**Exercise objective**
Report only the number of lines in this material that include the string "unistd".

——————————

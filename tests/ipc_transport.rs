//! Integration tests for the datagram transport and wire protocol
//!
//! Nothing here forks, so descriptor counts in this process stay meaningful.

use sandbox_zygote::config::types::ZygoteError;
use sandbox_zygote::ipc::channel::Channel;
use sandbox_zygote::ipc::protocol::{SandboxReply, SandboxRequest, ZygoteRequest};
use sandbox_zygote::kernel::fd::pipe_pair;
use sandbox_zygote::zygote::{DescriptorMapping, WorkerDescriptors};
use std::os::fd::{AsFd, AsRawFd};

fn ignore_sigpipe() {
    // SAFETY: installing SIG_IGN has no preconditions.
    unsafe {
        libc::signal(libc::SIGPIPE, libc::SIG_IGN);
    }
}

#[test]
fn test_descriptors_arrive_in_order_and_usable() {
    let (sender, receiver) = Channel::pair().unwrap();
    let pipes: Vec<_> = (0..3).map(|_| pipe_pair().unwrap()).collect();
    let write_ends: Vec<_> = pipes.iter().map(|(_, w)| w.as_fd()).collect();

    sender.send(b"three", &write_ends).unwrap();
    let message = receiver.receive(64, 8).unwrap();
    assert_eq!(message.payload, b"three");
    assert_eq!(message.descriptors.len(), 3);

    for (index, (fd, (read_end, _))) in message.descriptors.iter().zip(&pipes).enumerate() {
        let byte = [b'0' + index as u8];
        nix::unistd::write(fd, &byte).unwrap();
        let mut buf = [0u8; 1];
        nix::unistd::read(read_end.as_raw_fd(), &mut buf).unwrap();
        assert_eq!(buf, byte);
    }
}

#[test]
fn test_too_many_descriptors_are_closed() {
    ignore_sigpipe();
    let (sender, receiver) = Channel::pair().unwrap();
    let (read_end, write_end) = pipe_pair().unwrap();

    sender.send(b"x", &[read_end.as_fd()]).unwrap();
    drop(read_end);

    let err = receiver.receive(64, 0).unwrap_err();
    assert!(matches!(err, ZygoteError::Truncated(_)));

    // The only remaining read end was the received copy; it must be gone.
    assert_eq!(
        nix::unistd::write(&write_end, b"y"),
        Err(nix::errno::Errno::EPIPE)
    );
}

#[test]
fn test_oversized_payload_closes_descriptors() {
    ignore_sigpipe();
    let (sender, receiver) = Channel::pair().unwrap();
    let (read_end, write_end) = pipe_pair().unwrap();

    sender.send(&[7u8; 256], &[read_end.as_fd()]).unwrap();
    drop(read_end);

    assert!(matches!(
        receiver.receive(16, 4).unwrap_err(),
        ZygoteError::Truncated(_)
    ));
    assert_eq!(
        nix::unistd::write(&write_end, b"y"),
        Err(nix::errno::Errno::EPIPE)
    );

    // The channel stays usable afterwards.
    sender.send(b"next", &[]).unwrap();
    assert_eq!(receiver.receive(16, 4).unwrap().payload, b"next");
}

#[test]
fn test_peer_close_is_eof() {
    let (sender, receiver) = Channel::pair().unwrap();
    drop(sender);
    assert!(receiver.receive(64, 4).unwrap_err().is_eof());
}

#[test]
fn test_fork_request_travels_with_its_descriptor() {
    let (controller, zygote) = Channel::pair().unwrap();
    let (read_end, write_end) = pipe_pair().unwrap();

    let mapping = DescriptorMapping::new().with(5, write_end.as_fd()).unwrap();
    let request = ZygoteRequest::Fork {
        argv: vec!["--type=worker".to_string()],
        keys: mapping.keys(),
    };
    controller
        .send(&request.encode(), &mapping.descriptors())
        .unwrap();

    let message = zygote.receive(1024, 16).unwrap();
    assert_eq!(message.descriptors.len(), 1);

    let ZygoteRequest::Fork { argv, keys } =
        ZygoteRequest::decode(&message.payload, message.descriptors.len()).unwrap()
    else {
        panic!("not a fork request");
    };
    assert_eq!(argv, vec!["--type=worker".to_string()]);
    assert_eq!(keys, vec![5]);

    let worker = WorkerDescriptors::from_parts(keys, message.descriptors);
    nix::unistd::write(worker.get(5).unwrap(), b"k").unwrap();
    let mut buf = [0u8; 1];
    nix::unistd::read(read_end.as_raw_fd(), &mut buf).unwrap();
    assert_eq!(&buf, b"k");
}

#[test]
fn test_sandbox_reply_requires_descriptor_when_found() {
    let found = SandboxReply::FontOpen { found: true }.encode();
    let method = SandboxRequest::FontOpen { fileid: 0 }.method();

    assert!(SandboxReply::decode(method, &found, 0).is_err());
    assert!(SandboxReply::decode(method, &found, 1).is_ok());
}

——————————

**Your solution**
6